# [LISTED RECORDS]
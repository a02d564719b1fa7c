// SPDX-License-Identifier: MIT OR Apache-2.0
//! Command-line / environment configuration: `clap`-derived flags with
//! environment-variable fallback.

use clap::Parser;
use std::path::PathBuf;

/// `pkgsd` — a versioned, content-addressed package repository server.
#[derive(Parser, Debug)]
#[command(name = "pkgsd", version, about = "Package repository daemon")]
pub struct Args {
    /// HTTP bind address.
    #[arg(long, default_value = "127.0.0.1:8086")]
    pub http_bind: String,

    /// RPC (JSON-RPC query session) bind address.
    #[arg(long, default_value = "127.0.0.1:8087")]
    pub rpc_bind: String,

    /// Blob-layer (Kubo) HTTP RPC endpoint.
    #[arg(long, env = "IPFS_HOST", default_value = "http://localhost:5001")]
    pub ipfs_host: String,

    /// On-disk location for the resource store.
    #[arg(long, env = "PKGS_PATH", default_value = "/tmp/pkgs")]
    pub pkgs_path: PathBuf,

    /// The root package's stable external URI. When unset, a local
    /// placeholder is used rather than resolving the blob layer's real
    /// peer identity (see DESIGN.md).
    #[arg(long, env = "PKGS_ROOT")]
    pub pkgs_root: Option<String>,

    /// Enable verbose (debug-level) request/percolation logging.
    #[arg(short, long)]
    pub debug: bool,
}

impl Args {
    /// The effective root `resource_uri`, falling back to a local
    /// placeholder when `PKGS_ROOT`/`--pkgs-root` is unset.
    pub fn root_uri(&self) -> String {
        self.pkgs_root
            .clone()
            .unwrap_or_else(|| "dweb:/ipns/local".to_string())
    }
}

# [WHAT TO DO]
Quote only the lines from the line containing "self.pkgs_root" through the end of the listing, please, keeping both the first and the last line.

# [RESPONSE TO THE TASK]
        self.pkgs_root
            .clone()
            .unwrap_or_else(|| "dweb:/ipns/local".to_string())
    }
}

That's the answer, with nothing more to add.